San Jose police are grieving over the loss of a fellow officer who was gunned down Tuesday while responding to a call.
The death of Officer Michael Johnson, a 14-year veteran, was taking a toll on other officers, who considered him a brother, they said Wednesday.
“Officer Johnson was tragically struck down in the prime of his life while protecting and serving the residents of San Jose,” the San Jose Police Officers’ Assn. said in a statement.
Johnson, a field training officer, is the 12th San Jose police officer to die in the line of duty since the department was founded in 1849. He is the first to be killed since 2001, when Officer Jeffrey Fontana, a 24-year-old rookie, was fatally shot, according to the department.
Johnson is survived by his wife, Nicole, and his parents, Katherine Decker and Daniel Johnson, who released a statement Wednesday.
“We are deeply saddened by his loss and cannot express in writing how deep a hole in our hearts we are left with by his passing,” they said, adding he was “our husband, son, brother, uncle and hero.”
Johnson’s death has resonated with law enforcement agencies across the state, who offered support and condolences to the San Jose Police Department.
San Francisco County Sheriff Ross Mirkarimi said Johnson’s “service and sacrifice represents the very best of our profession.”
Gov. Jerry Brown said that Capitol flags would be flown at half-staff in honor of Johnson, who Brown said “will be remembered for his courage and dedicated service.”
Police said Johnson was killed by Scott Dunham, 57, after he and fellow officers arrived about 6:50 p.m. Tuesday at an apartment complex in east San Jose in response to a call reporting a man who was drunk, despondent and possibly armed.
A family member feared that Dunham may harm someone because he had access to weapons, said police Chief Larry Esquivel.
When officers approached the apartment complex, Dunham opened fire and struck Johnson, who died at the scene, police said.
Officers returned fire, then, after a search of the area, entered the home early Wednesday and found Dunham dead on a balcony.

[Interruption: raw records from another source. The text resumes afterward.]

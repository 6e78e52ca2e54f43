/// Search terms for a sector query, keyed by industry tag.
/// Tags without an entry are searched verbatim.
pub fn sector_keywords(industry: &str) -> &str {
    match industry.to_ascii_lowercase().as_str() {
        "technology" => "technology tech software AI cloud",
        "healthcare" => "healthcare pharma biotech medical",
        "finance" => "finance banking fintech insurance",
        "energy" => "energy oil gas renewable solar",
        "consumer" => "consumer retail e-commerce automotive",
        "real_estate" => "real estate REIT property construction",
        "telecommunications" => "telecom wireless 5G network",
        "manufacturing" => "manufacturing industrial machinery supply chain",
        "aerospace" => "aerospace defense aviation satellite",
        "media" => "media entertainment streaming advertising",
        _ => industry,
    }
}

/// Finer-grained keywords used to tag articles by industry.
pub fn industry_keywords(industry: &str) -> &'static [&'static str] {
    match industry {
        "technology" => &[
            "tech",
            "software",
            "AI",
            "artificial intelligence",
            "cloud",
            "cybersecurity",
            "semiconductor",
        ],
        "healthcare" => &[
            "healthcare",
            "pharma",
            "biotech",
            "medical",
            "drug",
            "vaccine",
            "clinical",
        ],
        "finance" => &["bank", "financial", "fintech", "insurance", "credit", "loan", "payment"],
        "energy" => &["oil", "gas", "renewable", "solar", "wind", "energy", "utilities"],
        "consumer" => &["retail", "consumer", "e-commerce", "brand", "restaurant", "automotive"],
        "real_estate" => &["real estate", "REIT", "property", "construction", "housing"],
        "telecommunications" => &["telecom", "wireless", "5G", "network", "infrastructure"],
        _ => &[],
    }
}

/// Industries from `preferences` whose keywords appear in `text` (case-insensitive).
pub fn matching_industries<'a>(text: &str, preferences: &'a [String]) -> Vec<&'a str> {
    let haystack = text.to_lowercase();
    preferences
        .iter()
        .map(String::as_str)
        .filter(|industry| {
            let keywords = industry_keywords(industry);
            if keywords.is_empty() {
                return haystack.contains(&industry.replace('_', " "));
            }
            keywords
                .iter()
                .any(|k| haystack.contains(&k.to_lowercase()))
        })
        .collect()
}

#[cfg(test)]
mod tests {
    use super::*;

    #[test]
    fn unknown_sector_is_searched_verbatim() {
        assert_eq!(sector_keywords("crypto"), "crypto");
        assert_eq!(sector_keywords("Technology"), "technology tech software AI cloud");
    }

    #[test]
    fn matches_industries_by_keyword() {
        let prefs = vec![
            "technology".to_string(),
            "energy".to_string(),
            "media".to_string(),
        ];
        assert_eq!(
            matching_industries("Semiconductor stocks surge as solar demand climbs", &prefs),
            vec!["technology", "energy"]
        );
        assert_eq!(
            matching_industries("Media giants merge", &prefs),
            vec!["media"]
        );
        assert!(matching_industries("Quiet day on Wall Street", &prefs).is_empty());
    }
}
pub mod feed;
pub mod provider;
pub mod sectors;
pub mod types;
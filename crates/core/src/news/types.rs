use serde::{Deserialize, Serialize};

/// Article passed to the digest prompt.
#[derive(Debug, Clone, PartialEq, Serialize, Deserialize)]
pub struct NewsArticle {
    pub title: String,
    pub description: String,
    pub url: String,
    pub published_at: String,
    pub source: String,
    /// Profile industries the article mentions.
    #[serde(default)]
    pub industries: Vec<String>,
}

/// `GET /v2/everything` response body.
#[derive(Debug, Clone, Deserialize)]
pub struct EverythingResponse {
    pub status: String,
    #[serde(default)]
    pub articles: Vec<RawArticle>,
    #[serde(default)]
    pub message: Option<String>,
}

#[derive(Debug, Clone, Deserialize)]
#[serde(rename_all = "camelCase")]
pub struct RawArticle {
    #[serde(default)]
    pub title: Option<String>,
    #[serde(default)]
    pub description: Option<String>,
    #[serde(default)]
    pub url: Option<String>,
    #[serde(default)]
    pub published_at: Option<String>,
    #[serde(default)]
    pub source: Option<RawSource>,
}

#[derive(Debug, Clone, Deserialize)]
pub struct RawSource {
    #[serde(default)]
    pub name: Option<String>,
}

impl RawArticle {
    /// Articles without a title or description are useless to the digest and are dropped.
    pub fn into_article(self) -> Option<NewsArticle> {
        let title = self.title.filter(|s| !s.trim().is_empty())?;
        let description = self.description.filter(|s| !s.trim().is_empty())?;
        Some(NewsArticle {
            title,
            description,
            url: self.url.unwrap_or_default(),
            published_at: self.published_at.unwrap_or_default(),
            source: self
                .source
                .and_then(|s| s.name)
                .unwrap_or_else(|| "Unknown".to_string()),
            industries: Vec::new(),
        })
    }
}
use crate::domain::profile::{ExperienceLevel, Profile};
use serde::Serialize;

#[derive(Debug, Clone, PartialEq, Eq, Serialize)]
pub struct AgentPersona {
    pub role: String,
    pub goal: String,
    pub backstory: String,
}

/// Curator persona tuned to the investor's experience level and preferences.
pub fn news_curator_agent(profile: &Profile) -> AgentPersona {
    let (role, backstory) = match profile.experience_level {
        ExperienceLevel::Beginner => (
            "Beginner-Friendly Financial News Curator",
            "You are a patient financial educator who specializes in making complex financial news \
             accessible to new investors. You explain technical terms, provide context, and focus on \
             educational value while keeping summaries concise and understandable.",
        ),
        ExperienceLevel::Expert => (
            "Expert Financial News Analyst",
            "You are a seasoned financial analyst who provides sophisticated insights to expert investors. \
             You focus on technical analysis, market implications, and advanced financial concepts, \
             assuming deep knowledge of financial markets and investment strategies.",
        ),
        ExperienceLevel::Intermediate | ExperienceLevel::Advanced => (
            "Personalized Financial News Curator",
            "You are an experienced financial journalist who tailors news summaries to match \
             individual investor needs. You balance technical accuracy with accessibility, \
             providing relevant insights based on investment goals and risk tolerance.",
        ),
    };

    let goal = format!(
        "Curate and summarize financial news that aligns with {} investment strategy, \
         focusing on {} sectors, with {} risk tolerance. Provide 60-80 word summaries that \
         are relevant to {} level investors.",
        profile.investment_horizon,
        profile.industry_preferences.join(", "),
        profile.risk_appetite,
        profile.experience_level,
    );

    AgentPersona {
        role: role.to_string(),
        goal,
        backstory: backstory.to_string(),
    }
}

pub fn summarizer_agent() -> AgentPersona {
    AgentPersona {
        role: "Financial News Summarizer".to_string(),
        goal: "Transform complex financial news articles into concise, actionable 60-80 word summaries \
               that highlight key information relevant to individual investor profiles and goals."
            .to_string(),
        backstory: "You are a skilled financial writer who excels at distilling complex market information \
                    into bite-sized, digestible summaries. You understand what different types of investors \
                    need to know and can adjust your communication style accordingly."
            .to_string(),
    }
}

pub fn relevance_scorer_agent() -> AgentPersona {
    AgentPersona {
        role: "Investment Relevance Analyst".to_string(),
        goal: "Evaluate and score the relevance of financial news articles based on user investment \
               profiles, preferences, and goals to ensure the most pertinent information is prioritized."
            .to_string(),
        backstory: "You are a quantitative analyst who specializes in matching financial information to \
                    investor needs. You understand how different news impacts various investment strategies \
                    and can accurately assess relevance based on user profiles."
            .to_string(),
    }
}
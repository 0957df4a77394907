use super::limit::Tenor;
use super::money::Money;
use super::transaction::TransactionId;
use crate::error::LedgerError;
use chrono::{DateTime, Datelike, FixedOffset, Months, NaiveDate, Utc};
use serde::{Deserialize, Serialize};
use std::collections::HashSet;

pub type InstallmentId = u64;

/// One scheduled monthly repayment of a transaction.
#[derive(Debug, Clone, PartialEq, Eq, Serialize, Deserialize)]
pub struct InstallmentLog {
    pub id: InstallmentId,
    pub transaction_id: TransactionId,
    /// 1-indexed position in the schedule.
    pub month: u32,
    pub amount: Money,
    /// Calendar date in the reference time zone.
    pub due_date: NaiveDate,
    pub paid_at: Option<DateTime<Utc>>,
}

impl InstallmentLog {
    pub fn is_paid(&self) -> bool {
        self.paid_at.is_some()
    }
}

/// A schedule row before the store has assigned it an id.
#[derive(Debug, Clone, Copy, PartialEq, Eq)]
pub struct ScheduledInstallment {
    pub month: u32,
    pub amount: Money,
    pub due_date: NaiveDate,
}

impl ScheduledInstallment {
    pub fn into_log(self, id: InstallmentId, transaction_id: TransactionId) -> InstallmentLog {
        InstallmentLog {
            id,
            transaction_id,
            month: self.month,
            amount: self.amount,
            due_date: self.due_date,
            paid_at: None,
        }
    }
}

/// A caller's claim that `month` was paid with `amount` at `paid_at`.
#[derive(Debug, Clone, Copy, PartialEq, Eq, Serialize, Deserialize)]
pub struct PaymentUpdate {
    pub month: u32,
    pub amount: Money,
    pub paid_at: DateTime<Utc>,
}

/// Splits `total` into `tenor` monthly installments.
///
/// Every month gets `total / tenor`; the remainder lands on the final month so
/// the schedule always sums to `total`. Month `i` falls due on the first day
/// of the `i`-th calendar month after `now`, as seen from `offset`.
pub fn build_schedule(
    total: Money,
    tenor: Tenor,
    now: DateTime<Utc>,
    offset: FixedOffset,
) -> Result<Vec<ScheduledInstallment>, LedgerError> {
    if total.is_negative() {
        return Err(LedgerError::ValidationError(
            "installment total must not be negative".to_string(),
        ));
    }
    let months = tenor.months();
    let per_month = total.units() / i64::from(months);
    let remainder = total.units() % i64::from(months);

    let local = now.with_timezone(&offset);
    let this_month = NaiveDate::from_ymd_opt(local.year(), local.month(), 1)
        .ok_or_else(|| LedgerError::ValidationError("invalid reference date".to_string()))?;

    (1..=months)
        .map(|month| {
            let due_date = this_month
                .checked_add_months(Months::new(month))
                .ok_or_else(|| {
                    LedgerError::ValidationError(format!("due date for month {month} overflows"))
                })?;
            let amount = if month == months {
                per_month + remainder
            } else {
                per_month
            };
            Ok(ScheduledInstallment {
                month,
                amount: Money::new(amount),
                due_date,
            })
        })
        .collect()
}

/// Checks a payment batch against the current schedule and returns its total.
///
/// Only the months named in the batch are considered: their outstanding sum
/// must equal the sum the caller claims to have paid. A batch naming a month
/// twice, a month outside the schedule, or a month already paid is rejected
/// outright.
pub fn validate_payments(
    logs: &[InstallmentLog],
    updates: &[PaymentUpdate],
) -> Result<Money, LedgerError> {
    if updates.is_empty() {
        return Err(LedgerError::ValidationError(
            "payment batch is empty".to_string(),
        ));
    }
    if updates.iter().any(|u| u.amount.is_negative()) {
        return Err(LedgerError::ValidationError(
            "payment amount must not be negative".to_string(),
        ));
    }

    let requested: HashSet<u32> = updates.iter().map(|u| u.month).collect();
    let unpaid_total: Money = logs
        .iter()
        .filter(|log| !log.is_paid() && requested.contains(&log.month))
        .map(|log| log.amount)
        .sum();
    let input_total = updates
        .iter()
        .try_fold(Money::ZERO, |acc, u| acc.checked_add(u.amount))
        .ok_or_else(|| LedgerError::ValidationError("payment batch total overflows".to_string()))?;

    let all_outstanding = requested.len() == updates.len()
        && requested.iter().all(|month| {
            logs.iter()
                .any(|log| log.month == *month && !log.is_paid())
        });

    if !all_outstanding || input_total != unpaid_total {
        return Err(LedgerError::InstallmentMismatch {
            expected: unpaid_total,
            actual: input_total,
        });
    }
    Ok(input_total)
}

It was unclear whether Dunham shot himself or was killed by police during the gunfire exchange.
San Jose Mayor Sam Liccardo on Wednesday said the city was grieving.
“This is San Jose’s darkest day, “ he said in a statement. “Every officer leaving their home wearing a badge and uniform prepares for the worst, but leaves a spouse and family who prays for her or his safe return.